Task material —
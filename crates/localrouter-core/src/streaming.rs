//! Client-facing streaming chunk types.

use serde::{Deserialize, Serialize};
use serde_json::{Map, Value};

/// One SSE chunk of a streamed chat completion.
#[derive(Debug, Clone, Default, Serialize, Deserialize)]
pub struct ChatStreamChunk {
    /// Completion identifier.
    #[serde(default)]
    pub id: String,
    /// Object type, `chat.completion.chunk`.
    #[serde(default)]
    pub object: String,
    /// Unix timestamp of creation.
    #[serde(default)]
    pub created: i64,
    /// Model producing the stream.
    #[serde(default)]
    pub model: String,
    /// Incremental choices.
    #[serde(default)]
    pub choices: Vec<ChunkChoice>,
    /// Uninterpreted passthrough fields (`usage`, `system_fingerprint`, ...).
    #[serde(flatten)]
    pub extra: Map<String, Value>,
}

impl ChatStreamChunk {
    /// A chunk carrying a single content delta, as emitted when translating
    /// vendor-native stream events into the client schema.
    pub fn content_delta(id: impl Into<String>, model: impl Into<String>, text: impl Into<String>) -> Self {
        Self {
            id: id.into(),
            object: "chat.completion.chunk".to_string(),
            created: unix_now(),
            model: model.into(),
            choices: vec![ChunkChoice {
                index: 0,
                delta: ChunkDelta {
                    role: None,
                    content: Some(text.into()),
                    extra: Map::new(),
                },
                finish_reason: None,
                extra: Map::new(),
            }],
            extra: Map::new(),
        }
    }

    /// Content of the first choice's delta, empty when absent.
    pub fn content(&self) -> &str {
        self.choices
            .first()
            .and_then(|c| c.delta.content.as_deref())
            .unwrap_or("")
    }
}

/// One incremental choice within a chunk.
#[derive(Debug, Clone, Serialize, Deserialize)]
pub struct ChunkChoice {
    /// Index of the choice.
    #[serde(default)]
    pub index: u32,
    /// The delta payload.
    pub delta: ChunkDelta,
    /// Why generation stopped; `null` until the final chunk.
    pub finish_reason: Option<String>,
    /// Uninterpreted passthrough fields (`logprobs`, ...).
    #[serde(flatten)]
    pub extra: Map<String, Value>,
}

/// Incremental message content.
#[derive(Debug, Clone, Default, Serialize, Deserialize)]
pub struct ChunkDelta {
    /// Role, present only in the first chunk of a stream.
    #[serde(default, skip_serializing_if = "Option::is_none")]
    pub role: Option<String>,
    /// Content fragment.
    #[serde(default, skip_serializing_if = "Option::is_none")]
    pub content: Option<String>,
    /// Uninterpreted passthrough fields (`tool_calls`, ...).
    #[serde(flatten)]
    pub extra: Map<String, Value>,
}

/// Current Unix timestamp in seconds.
fn unix_now() -> i64 {
    std::time::SystemTime::now()
        .duration_since(std::time::UNIX_EPOCH)
        .map(|d| d.as_secs() as i64)
        .unwrap_or(0)
}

Exercise brief — Taking care to miss no line, set down the whole listing above exactly.

Exercise answer —
filename crates/localrouter-core/src/streaming.rs
//! Client-facing streaming chunk types.

use serde::{Deserialize, Serialize};
use serde_json::{Map, Value};

/// One SSE chunk of a streamed chat completion.
#[derive(Debug, Clone, Default, Serialize, Deserialize)]
pub struct ChatStreamChunk {
    /// Completion identifier.
    #[serde(default)]
    pub id: String,
    /// Object type, `chat.completion.chunk`.
    #[serde(default)]
    pub object: String,
    /// Unix timestamp of creation.
    #[serde(default)]
    pub created: i64,
    /// Model producing the stream.
    #[serde(default)]
    pub model: String,
    /// Incremental choices.
    #[serde(default)]
    pub choices: Vec<ChunkChoice>,
    /// Uninterpreted passthrough fields (`usage`, `system_fingerprint`, ...).
    #[serde(flatten)]
    pub extra: Map<String, Value>,
}

impl ChatStreamChunk {
    /// A chunk carrying a single content delta, as emitted when translating
    /// vendor-native stream events into the client schema.
    pub fn content_delta(id: impl Into<String>, model: impl Into<String>, text: impl Into<String>) -> Self {
        Self {
            id: id.into(),
            object: "chat.completion.chunk".to_string(),
            created: unix_now(),
            model: model.into(),
            choices: vec![ChunkChoice {
                index: 0,
                delta: ChunkDelta {
                    role: None,
                    content: Some(text.into()),
                    extra: Map::new(),
                },
                finish_reason: None,
                extra: Map::new(),
            }],
            extra: Map::new(),
        }
    }

    /// Content of the first choice's delta, empty when absent.
    pub fn content(&self) -> &str {
        self.choices
            .first()
            .and_then(|c| c.delta.content.as_deref())
            .unwrap_or("")
    }
}

/// One incremental choice within a chunk.
#[derive(Debug, Clone, Serialize, Deserialize)]
pub struct ChunkChoice {
    /// Index of the choice.
    #[serde(default)]
    pub index: u32,
    /// The delta payload.
    pub delta: ChunkDelta,
    /// Why generation stopped; `null` until the final chunk.
    pub finish_reason: Option<String>,
    /// Uninterpreted passthrough fields (`logprobs`, ...).
    #[serde(flatten)]
    pub extra: Map<String, Value>,
}

/// Incremental message content.
#[derive(Debug, Clone, Default, Serialize, Deserialize)]
pub struct ChunkDelta {
    /// Role, present only in the first chunk of a stream.
    #[serde(default, skip_serializing_if = "Option::is_none")]
    pub role: Option<String>,
    /// Content fragment.
    #[serde(default, skip_serializing_if = "Option::is_none")]
    pub content: Option<String>,
    /// Uninterpreted passthrough fields (`tool_calls`, ...).
    #[serde(flatten)]
    pub extra: Map<String, Value>,
}

/// Current Unix timestamp in seconds.
fn unix_now() -> i64 {
    std::time::SystemTime::now()
        .duration_since(std::time::UNIX_EPOCH)
        .map(|d| d.as_secs() as i64)
        .unwrap_or(0)
}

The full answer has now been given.